### Task prompt
Extract from the entries below, exactly as given, only the lines from the line containing "for (i, neighbors)" to the line containing "by degree desc.", both lines included.

### Data extracts

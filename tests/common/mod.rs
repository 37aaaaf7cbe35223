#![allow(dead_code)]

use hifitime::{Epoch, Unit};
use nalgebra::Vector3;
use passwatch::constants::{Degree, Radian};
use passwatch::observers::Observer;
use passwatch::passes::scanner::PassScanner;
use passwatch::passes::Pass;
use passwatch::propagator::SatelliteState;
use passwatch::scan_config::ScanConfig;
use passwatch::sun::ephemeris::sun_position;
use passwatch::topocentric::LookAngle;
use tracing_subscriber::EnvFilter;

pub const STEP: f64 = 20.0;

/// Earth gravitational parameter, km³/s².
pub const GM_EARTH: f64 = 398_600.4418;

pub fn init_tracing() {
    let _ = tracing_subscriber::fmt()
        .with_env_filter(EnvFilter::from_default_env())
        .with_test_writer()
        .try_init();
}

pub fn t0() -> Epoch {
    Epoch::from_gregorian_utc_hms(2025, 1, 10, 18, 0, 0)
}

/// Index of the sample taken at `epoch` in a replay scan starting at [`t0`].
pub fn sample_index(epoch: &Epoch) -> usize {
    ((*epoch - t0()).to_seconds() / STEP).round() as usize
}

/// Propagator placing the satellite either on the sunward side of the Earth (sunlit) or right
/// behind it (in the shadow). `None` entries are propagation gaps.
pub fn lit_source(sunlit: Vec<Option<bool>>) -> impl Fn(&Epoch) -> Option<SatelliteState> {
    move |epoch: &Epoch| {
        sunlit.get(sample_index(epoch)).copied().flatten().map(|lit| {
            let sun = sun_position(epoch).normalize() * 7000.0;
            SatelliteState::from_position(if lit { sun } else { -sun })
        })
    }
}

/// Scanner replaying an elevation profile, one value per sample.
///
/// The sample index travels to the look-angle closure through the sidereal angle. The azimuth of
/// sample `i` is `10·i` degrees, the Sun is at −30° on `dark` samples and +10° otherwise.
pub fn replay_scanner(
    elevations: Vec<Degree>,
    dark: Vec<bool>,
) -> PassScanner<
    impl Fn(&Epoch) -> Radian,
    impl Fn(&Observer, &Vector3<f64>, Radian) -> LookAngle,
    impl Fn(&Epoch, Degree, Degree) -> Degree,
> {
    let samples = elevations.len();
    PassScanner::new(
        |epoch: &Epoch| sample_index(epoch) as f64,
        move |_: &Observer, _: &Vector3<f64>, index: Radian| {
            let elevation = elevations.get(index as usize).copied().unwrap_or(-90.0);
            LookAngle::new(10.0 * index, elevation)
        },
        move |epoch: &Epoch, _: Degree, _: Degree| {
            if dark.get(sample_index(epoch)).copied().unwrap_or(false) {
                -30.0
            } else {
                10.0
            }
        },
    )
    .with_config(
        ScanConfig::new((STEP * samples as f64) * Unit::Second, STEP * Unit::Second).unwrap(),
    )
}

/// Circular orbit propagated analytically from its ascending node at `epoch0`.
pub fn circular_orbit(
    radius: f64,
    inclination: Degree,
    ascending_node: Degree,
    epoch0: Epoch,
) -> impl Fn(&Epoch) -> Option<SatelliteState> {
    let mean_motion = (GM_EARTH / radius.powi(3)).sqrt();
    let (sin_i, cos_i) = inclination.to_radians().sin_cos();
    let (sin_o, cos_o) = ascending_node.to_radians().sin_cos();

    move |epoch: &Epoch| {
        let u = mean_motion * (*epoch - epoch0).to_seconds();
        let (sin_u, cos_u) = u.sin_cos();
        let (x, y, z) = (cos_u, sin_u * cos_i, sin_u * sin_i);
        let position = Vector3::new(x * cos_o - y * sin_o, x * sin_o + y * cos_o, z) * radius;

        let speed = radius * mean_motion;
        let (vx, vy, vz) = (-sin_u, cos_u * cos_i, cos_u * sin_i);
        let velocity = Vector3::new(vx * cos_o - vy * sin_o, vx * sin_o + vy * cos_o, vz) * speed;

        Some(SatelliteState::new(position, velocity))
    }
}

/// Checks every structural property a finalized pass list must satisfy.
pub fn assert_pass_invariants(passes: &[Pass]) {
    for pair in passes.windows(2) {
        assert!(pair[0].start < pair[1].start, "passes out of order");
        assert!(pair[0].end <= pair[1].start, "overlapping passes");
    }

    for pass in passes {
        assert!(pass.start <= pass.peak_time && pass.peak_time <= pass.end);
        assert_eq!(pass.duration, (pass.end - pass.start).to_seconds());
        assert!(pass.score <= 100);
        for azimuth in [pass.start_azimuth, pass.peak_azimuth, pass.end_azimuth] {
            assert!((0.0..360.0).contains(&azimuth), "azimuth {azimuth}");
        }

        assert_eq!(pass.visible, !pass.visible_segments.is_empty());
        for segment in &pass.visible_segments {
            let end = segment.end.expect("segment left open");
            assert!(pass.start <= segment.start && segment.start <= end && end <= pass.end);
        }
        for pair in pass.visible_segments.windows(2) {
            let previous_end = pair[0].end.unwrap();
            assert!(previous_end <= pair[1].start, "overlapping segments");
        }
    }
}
---
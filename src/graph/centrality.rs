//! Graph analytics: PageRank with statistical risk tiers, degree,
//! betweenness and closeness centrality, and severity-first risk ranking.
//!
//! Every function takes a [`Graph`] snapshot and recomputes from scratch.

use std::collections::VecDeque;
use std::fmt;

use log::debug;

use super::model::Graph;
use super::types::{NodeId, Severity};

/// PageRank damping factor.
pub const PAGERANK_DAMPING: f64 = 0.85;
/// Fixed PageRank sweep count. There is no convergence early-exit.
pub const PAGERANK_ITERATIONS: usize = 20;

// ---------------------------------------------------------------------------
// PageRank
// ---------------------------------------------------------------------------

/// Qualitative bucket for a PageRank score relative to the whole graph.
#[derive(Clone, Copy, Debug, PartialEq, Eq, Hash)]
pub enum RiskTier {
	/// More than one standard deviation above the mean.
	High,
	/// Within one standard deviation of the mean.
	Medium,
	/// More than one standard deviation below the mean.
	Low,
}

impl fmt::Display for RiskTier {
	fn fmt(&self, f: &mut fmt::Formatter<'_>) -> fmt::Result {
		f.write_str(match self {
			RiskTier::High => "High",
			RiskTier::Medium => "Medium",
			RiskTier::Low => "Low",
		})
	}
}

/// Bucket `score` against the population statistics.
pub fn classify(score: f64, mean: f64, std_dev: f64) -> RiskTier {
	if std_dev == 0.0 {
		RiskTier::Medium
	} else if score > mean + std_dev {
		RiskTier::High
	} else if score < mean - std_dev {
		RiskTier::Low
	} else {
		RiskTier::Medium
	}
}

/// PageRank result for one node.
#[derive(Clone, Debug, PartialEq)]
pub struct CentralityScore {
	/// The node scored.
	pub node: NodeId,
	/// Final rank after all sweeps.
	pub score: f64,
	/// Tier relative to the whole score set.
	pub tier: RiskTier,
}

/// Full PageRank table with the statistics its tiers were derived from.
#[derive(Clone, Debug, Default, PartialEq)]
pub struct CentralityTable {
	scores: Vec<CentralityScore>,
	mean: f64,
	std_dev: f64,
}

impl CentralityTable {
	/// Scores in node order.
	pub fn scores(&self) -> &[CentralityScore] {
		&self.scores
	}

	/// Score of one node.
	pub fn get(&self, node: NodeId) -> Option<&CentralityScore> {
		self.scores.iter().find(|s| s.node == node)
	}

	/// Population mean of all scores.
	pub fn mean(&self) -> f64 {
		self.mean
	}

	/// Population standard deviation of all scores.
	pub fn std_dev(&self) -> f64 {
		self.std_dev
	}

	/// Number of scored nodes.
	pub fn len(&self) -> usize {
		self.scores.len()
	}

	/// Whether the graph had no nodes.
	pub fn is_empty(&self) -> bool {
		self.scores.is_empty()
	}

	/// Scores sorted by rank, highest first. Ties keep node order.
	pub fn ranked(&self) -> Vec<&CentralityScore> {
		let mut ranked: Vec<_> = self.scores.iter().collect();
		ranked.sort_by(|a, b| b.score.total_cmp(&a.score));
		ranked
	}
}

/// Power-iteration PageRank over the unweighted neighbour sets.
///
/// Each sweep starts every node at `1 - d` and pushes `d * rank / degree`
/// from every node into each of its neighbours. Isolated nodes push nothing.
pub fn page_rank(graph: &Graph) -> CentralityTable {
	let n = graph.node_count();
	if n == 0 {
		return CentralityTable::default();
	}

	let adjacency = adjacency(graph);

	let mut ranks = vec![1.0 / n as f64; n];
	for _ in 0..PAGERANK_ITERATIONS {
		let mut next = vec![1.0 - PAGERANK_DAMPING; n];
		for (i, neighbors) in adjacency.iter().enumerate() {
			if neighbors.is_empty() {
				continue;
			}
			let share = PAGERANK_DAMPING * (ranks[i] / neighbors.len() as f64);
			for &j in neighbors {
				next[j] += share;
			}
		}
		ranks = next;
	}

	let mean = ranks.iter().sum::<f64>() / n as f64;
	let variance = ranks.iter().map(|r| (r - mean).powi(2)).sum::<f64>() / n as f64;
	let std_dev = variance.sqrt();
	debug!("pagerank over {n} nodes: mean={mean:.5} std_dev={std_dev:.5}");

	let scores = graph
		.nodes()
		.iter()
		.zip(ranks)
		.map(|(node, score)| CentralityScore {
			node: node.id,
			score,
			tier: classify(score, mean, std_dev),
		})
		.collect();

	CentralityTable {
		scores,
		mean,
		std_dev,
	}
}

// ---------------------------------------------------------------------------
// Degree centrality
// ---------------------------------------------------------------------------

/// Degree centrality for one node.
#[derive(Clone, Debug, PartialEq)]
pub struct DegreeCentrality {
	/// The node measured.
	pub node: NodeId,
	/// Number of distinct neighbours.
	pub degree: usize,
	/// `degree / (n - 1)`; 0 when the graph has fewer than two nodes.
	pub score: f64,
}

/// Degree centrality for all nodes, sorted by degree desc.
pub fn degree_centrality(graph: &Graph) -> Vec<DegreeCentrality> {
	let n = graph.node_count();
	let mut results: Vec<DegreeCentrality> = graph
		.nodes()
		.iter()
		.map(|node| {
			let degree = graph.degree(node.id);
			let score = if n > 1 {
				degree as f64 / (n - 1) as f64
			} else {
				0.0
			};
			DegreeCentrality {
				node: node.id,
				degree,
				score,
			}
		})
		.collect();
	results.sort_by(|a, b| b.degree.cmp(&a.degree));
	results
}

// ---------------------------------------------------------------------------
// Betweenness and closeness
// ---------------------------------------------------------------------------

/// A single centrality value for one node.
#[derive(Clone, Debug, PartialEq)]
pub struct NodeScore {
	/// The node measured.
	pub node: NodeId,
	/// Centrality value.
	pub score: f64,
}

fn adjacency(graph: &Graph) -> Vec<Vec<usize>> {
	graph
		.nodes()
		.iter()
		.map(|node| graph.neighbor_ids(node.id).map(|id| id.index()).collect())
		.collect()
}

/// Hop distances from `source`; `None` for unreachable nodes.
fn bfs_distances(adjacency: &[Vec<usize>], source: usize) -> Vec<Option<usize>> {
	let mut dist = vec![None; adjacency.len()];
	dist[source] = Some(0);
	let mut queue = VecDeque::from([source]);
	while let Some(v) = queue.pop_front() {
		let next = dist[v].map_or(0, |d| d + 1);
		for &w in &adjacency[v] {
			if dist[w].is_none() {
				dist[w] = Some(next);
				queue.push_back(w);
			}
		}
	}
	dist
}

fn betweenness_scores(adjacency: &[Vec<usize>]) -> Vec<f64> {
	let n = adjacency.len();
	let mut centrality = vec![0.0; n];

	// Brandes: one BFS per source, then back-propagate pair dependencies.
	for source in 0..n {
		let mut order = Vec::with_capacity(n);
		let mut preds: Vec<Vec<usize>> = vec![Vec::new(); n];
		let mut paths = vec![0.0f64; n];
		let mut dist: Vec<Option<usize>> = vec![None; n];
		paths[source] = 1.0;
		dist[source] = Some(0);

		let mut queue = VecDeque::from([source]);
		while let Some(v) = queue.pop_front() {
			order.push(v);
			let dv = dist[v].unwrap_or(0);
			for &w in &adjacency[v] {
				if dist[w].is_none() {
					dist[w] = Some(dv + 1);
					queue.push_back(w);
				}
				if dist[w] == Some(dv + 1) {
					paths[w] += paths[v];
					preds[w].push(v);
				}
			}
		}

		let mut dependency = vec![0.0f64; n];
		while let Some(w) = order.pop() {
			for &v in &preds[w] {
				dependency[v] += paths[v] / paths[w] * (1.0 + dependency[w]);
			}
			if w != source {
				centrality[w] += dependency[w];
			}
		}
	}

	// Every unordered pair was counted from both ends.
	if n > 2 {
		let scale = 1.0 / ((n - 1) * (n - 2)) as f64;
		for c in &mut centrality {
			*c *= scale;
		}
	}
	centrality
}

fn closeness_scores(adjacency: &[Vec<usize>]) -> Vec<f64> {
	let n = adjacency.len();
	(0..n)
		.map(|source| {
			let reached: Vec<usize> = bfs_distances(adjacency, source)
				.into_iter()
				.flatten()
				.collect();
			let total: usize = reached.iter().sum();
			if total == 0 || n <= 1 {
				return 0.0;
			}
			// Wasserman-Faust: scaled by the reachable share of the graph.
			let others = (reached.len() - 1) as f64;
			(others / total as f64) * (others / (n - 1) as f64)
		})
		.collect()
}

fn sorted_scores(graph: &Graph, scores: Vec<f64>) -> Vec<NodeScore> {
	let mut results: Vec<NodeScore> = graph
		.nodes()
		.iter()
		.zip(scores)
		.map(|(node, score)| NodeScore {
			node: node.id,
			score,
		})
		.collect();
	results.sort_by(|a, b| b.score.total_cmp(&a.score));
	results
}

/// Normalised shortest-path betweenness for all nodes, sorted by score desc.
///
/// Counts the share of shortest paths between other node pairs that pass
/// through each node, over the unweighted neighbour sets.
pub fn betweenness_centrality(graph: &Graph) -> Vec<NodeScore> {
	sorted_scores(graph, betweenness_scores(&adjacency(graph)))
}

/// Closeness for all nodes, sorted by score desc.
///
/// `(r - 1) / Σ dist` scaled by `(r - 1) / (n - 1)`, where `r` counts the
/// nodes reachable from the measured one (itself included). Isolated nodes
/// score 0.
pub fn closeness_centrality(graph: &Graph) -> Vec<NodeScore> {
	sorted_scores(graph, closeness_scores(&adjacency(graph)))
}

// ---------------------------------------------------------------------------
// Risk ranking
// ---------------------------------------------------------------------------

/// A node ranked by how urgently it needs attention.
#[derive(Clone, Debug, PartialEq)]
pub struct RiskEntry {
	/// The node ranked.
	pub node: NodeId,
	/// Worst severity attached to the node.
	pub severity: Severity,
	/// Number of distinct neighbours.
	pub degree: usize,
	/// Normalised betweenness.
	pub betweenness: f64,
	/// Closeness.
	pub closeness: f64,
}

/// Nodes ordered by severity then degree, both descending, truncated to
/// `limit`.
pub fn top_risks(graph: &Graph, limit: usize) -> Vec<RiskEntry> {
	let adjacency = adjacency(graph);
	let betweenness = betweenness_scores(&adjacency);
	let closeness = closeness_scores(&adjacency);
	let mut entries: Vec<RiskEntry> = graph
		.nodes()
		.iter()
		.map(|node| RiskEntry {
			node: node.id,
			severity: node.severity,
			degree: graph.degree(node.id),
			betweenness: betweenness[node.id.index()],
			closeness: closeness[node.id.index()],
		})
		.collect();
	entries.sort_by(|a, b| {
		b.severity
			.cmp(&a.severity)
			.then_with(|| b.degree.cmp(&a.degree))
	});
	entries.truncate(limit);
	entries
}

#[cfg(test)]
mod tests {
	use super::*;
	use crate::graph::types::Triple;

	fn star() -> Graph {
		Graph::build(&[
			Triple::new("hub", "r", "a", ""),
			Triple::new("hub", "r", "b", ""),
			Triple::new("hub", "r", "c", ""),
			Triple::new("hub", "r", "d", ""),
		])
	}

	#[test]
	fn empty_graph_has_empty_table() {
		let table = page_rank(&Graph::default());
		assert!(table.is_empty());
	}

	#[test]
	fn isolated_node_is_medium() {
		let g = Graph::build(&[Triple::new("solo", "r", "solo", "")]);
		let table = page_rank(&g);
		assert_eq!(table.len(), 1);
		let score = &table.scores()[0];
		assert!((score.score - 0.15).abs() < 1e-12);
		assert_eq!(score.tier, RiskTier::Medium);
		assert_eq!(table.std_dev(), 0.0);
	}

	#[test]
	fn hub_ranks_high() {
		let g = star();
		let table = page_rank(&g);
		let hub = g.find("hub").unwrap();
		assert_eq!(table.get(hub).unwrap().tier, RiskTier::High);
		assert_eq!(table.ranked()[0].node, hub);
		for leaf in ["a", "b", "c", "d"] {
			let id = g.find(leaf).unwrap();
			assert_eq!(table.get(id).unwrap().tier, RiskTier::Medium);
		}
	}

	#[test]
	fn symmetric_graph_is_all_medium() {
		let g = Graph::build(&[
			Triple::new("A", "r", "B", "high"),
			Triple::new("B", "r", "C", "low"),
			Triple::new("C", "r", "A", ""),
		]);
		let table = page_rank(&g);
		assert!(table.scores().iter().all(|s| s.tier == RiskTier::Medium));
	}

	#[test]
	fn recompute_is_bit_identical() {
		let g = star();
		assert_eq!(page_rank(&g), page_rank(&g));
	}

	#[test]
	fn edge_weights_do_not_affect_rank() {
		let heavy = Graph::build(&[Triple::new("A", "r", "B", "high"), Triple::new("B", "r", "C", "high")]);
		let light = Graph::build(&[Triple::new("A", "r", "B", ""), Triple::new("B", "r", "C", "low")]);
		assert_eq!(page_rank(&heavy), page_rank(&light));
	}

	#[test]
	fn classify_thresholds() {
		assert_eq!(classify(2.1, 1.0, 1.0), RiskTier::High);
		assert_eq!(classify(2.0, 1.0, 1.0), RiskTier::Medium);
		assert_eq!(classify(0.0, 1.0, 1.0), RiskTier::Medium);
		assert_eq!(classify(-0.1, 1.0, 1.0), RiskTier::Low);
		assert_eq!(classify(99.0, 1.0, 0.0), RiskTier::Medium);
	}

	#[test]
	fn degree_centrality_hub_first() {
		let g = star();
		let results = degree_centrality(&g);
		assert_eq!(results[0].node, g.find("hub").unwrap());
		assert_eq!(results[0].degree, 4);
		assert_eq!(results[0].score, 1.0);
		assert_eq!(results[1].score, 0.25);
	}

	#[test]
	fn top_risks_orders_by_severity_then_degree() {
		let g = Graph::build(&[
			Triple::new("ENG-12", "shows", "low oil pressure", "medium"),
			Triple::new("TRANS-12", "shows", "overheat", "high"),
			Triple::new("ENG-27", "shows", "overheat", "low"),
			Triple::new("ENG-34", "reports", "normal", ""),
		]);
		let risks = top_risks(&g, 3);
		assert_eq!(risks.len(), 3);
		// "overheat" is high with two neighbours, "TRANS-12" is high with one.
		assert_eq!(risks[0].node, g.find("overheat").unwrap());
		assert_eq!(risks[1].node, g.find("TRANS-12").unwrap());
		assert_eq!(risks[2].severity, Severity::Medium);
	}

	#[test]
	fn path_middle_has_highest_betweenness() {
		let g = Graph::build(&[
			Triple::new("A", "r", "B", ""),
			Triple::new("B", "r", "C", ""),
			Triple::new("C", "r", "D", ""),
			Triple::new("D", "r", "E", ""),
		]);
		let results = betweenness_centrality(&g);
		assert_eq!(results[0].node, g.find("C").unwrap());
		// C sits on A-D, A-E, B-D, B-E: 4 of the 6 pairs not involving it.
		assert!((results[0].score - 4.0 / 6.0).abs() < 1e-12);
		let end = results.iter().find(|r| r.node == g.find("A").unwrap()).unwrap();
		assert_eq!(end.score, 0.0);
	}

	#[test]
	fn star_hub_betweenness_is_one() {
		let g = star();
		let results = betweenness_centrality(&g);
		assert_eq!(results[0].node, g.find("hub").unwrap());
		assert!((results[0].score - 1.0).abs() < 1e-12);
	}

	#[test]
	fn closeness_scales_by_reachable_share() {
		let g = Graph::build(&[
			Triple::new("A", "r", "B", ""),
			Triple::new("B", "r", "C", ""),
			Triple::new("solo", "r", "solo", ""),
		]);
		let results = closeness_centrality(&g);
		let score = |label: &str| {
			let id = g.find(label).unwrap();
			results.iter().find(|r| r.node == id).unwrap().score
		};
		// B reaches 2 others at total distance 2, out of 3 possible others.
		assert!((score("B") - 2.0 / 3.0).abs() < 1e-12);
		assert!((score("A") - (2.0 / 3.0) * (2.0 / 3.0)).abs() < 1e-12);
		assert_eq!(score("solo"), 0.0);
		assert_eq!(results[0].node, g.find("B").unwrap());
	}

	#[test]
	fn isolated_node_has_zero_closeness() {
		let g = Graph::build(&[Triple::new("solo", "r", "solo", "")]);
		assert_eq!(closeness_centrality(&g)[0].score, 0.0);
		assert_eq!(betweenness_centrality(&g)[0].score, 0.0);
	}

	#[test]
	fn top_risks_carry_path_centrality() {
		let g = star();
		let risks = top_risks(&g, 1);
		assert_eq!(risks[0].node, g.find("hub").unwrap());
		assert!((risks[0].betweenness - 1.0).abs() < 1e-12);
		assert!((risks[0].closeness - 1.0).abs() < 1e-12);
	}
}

### Output for this task
		for (i, neighbors) in adjacency.iter().enumerate() {
			if neighbors.is_empty() {
				continue;
			}
			let share = PAGERANK_DAMPING * (ranks[i] / neighbors.len() as f64);
			for &j in neighbors {
				next[j] += share;
			}
		}
		ranks = next;
	}

	let mean = ranks.iter().sum::<f64>() / n as f64;
	let variance = ranks.iter().map(|r| (r - mean).powi(2)).sum::<f64>() / n as f64;
	let std_dev = variance.sqrt();
	debug!("pagerank over {n} nodes: mean={mean:.5} std_dev={std_dev:.5}");

	let scores = graph
		.nodes()
		.iter()
		.zip(ranks)
		.map(|(node, score)| CentralityScore {
			node: node.id,
			score,
			tier: classify(score, mean, std_dev),
		})
		.collect();

	CentralityTable {
		scores,
		mean,
		std_dev,
	}
}

// ---------------------------------------------------------------------------
// Degree centrality
// ---------------------------------------------------------------------------

/// Degree centrality for one node.
#[derive(Clone, Debug, PartialEq)]
pub struct DegreeCentrality {
	/// The node measured.
	pub node: NodeId,
	/// Number of distinct neighbours.
	pub degree: usize,
	/// `degree / (n - 1)`; 0 when the graph has fewer than two nodes.
	pub score: f64,
}

/// Degree centrality for all nodes, sorted by degree desc.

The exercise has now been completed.